**EXERCISE DIRECTIONS**
Across the entries below, how many lines contain the word "horse"? Give the number alone.
== SUPPLIED DATA
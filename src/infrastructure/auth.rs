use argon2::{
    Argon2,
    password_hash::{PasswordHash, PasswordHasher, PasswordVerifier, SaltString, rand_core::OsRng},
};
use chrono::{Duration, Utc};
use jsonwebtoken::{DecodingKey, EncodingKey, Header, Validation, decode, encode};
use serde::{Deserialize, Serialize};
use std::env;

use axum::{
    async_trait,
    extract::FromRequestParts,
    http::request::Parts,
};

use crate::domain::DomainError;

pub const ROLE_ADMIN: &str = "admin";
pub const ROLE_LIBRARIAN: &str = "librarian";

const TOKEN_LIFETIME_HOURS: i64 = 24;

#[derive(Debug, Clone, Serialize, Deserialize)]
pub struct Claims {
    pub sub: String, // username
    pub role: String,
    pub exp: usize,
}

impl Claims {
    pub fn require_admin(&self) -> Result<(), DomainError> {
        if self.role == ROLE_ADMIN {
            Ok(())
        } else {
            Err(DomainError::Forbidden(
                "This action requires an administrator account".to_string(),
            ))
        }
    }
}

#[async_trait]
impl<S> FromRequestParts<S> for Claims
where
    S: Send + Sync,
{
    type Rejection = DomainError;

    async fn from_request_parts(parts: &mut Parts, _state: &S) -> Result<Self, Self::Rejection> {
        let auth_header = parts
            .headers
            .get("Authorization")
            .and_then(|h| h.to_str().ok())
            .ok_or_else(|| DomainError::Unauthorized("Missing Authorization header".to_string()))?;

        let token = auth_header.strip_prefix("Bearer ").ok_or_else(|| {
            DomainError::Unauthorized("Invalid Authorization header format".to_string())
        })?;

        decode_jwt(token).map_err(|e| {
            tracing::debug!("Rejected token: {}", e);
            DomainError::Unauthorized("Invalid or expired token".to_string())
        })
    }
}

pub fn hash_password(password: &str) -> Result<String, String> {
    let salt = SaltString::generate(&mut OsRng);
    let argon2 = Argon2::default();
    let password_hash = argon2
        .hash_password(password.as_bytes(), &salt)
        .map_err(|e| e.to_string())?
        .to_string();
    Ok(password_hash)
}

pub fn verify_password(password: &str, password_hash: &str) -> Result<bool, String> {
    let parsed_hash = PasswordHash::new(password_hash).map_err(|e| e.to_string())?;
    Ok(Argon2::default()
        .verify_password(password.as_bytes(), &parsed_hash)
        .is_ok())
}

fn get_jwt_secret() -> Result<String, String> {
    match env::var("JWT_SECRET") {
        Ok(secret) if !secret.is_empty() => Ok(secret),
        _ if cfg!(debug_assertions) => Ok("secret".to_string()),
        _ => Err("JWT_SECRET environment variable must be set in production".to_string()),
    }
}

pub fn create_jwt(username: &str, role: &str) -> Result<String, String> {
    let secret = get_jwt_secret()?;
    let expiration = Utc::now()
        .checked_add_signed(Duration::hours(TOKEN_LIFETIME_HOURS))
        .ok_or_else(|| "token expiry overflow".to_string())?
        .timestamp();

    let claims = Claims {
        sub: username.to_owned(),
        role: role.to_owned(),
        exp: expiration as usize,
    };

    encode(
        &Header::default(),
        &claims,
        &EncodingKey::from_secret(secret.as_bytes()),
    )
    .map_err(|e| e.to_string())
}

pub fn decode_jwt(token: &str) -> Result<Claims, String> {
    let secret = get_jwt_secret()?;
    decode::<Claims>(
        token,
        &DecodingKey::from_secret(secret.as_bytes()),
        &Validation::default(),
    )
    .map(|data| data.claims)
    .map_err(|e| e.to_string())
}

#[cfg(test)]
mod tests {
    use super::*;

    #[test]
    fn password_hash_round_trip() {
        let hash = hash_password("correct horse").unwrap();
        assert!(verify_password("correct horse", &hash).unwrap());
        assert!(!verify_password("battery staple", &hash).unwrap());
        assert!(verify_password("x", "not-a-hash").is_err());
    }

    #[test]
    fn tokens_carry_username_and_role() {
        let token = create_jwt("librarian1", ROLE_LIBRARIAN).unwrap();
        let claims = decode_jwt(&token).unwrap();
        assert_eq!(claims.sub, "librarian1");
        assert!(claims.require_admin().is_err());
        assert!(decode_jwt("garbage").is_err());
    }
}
====
== SUPPLIED DATA
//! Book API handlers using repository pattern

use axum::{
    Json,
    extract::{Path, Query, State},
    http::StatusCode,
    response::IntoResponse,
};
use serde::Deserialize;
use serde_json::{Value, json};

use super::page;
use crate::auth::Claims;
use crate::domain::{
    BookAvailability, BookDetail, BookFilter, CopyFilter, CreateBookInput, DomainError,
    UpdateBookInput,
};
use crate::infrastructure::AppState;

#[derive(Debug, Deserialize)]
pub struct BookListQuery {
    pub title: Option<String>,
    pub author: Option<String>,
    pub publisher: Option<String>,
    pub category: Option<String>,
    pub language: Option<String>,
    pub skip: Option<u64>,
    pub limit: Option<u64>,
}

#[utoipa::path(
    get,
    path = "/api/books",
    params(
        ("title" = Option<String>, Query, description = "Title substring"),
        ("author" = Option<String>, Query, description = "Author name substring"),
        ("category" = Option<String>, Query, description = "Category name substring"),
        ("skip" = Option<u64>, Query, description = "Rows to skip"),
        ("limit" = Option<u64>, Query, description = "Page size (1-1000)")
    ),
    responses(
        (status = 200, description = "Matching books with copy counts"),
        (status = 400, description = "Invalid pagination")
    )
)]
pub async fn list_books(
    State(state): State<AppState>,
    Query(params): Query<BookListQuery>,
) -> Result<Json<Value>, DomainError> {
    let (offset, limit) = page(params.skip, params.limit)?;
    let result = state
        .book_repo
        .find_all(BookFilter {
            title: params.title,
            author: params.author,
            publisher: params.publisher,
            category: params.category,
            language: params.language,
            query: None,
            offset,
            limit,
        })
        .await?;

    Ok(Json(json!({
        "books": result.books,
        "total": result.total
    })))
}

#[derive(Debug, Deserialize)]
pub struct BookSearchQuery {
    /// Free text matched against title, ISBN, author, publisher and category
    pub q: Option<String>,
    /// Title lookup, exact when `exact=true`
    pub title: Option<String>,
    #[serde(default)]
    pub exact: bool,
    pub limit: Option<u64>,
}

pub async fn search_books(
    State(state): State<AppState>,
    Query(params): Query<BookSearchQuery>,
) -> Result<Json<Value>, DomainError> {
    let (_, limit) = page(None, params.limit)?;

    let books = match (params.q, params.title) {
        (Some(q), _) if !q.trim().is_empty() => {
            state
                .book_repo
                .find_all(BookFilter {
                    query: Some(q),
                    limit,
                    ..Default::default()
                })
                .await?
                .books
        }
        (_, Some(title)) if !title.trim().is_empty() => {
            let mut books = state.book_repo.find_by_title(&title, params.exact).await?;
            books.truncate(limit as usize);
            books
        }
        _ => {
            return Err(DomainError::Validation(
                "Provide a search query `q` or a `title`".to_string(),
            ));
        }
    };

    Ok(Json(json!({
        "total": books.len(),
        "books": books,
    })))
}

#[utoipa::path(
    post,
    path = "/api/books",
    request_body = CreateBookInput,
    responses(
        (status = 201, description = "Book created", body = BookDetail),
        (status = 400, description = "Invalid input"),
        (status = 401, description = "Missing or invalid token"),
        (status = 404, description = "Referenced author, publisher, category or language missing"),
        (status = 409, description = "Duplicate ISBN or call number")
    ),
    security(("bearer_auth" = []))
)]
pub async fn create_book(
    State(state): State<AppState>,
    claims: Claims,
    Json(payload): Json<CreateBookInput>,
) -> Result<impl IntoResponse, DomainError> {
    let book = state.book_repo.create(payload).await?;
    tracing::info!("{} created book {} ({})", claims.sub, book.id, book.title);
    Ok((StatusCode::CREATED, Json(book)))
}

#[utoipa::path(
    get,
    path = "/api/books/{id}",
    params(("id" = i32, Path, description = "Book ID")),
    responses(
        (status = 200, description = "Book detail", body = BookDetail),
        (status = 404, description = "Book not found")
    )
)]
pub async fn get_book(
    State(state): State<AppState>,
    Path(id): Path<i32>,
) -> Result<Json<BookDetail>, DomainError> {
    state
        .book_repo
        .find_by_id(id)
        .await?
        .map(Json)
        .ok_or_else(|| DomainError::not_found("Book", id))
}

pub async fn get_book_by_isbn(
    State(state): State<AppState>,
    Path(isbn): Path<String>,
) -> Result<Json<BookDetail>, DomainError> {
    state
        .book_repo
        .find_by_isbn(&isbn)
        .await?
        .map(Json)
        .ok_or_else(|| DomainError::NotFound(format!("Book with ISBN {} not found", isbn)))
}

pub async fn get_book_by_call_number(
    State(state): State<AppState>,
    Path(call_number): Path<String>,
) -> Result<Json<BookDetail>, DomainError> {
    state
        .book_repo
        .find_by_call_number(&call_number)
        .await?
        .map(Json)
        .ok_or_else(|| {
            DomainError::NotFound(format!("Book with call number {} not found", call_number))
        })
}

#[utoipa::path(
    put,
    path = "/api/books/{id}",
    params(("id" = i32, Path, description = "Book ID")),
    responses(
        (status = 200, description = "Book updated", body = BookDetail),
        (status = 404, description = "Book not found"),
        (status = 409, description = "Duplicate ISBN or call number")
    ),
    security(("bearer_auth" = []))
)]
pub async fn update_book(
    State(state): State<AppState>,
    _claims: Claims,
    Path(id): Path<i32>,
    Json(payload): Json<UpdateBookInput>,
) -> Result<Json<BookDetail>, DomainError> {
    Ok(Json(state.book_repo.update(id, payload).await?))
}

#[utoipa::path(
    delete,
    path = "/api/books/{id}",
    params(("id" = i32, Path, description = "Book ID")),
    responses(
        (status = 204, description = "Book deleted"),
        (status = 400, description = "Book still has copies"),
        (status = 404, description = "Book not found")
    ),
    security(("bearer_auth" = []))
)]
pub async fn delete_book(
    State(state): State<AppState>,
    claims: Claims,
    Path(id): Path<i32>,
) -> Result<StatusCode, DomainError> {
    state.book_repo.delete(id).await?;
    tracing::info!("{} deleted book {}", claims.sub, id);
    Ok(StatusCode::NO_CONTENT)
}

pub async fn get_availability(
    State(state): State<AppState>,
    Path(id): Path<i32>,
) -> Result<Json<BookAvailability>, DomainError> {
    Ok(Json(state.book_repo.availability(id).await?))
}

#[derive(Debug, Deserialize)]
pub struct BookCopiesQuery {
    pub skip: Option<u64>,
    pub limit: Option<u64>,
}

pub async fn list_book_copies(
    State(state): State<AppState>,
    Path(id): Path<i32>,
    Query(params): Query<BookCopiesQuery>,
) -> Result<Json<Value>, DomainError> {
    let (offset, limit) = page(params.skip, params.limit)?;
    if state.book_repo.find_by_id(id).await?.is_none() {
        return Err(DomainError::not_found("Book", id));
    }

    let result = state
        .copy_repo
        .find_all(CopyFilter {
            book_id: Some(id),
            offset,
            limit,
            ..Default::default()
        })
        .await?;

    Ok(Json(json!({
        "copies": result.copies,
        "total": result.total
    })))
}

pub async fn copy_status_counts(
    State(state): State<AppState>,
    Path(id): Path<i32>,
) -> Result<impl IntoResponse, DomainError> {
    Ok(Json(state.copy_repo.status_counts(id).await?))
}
====
**EXERCISE OUTPUT**
2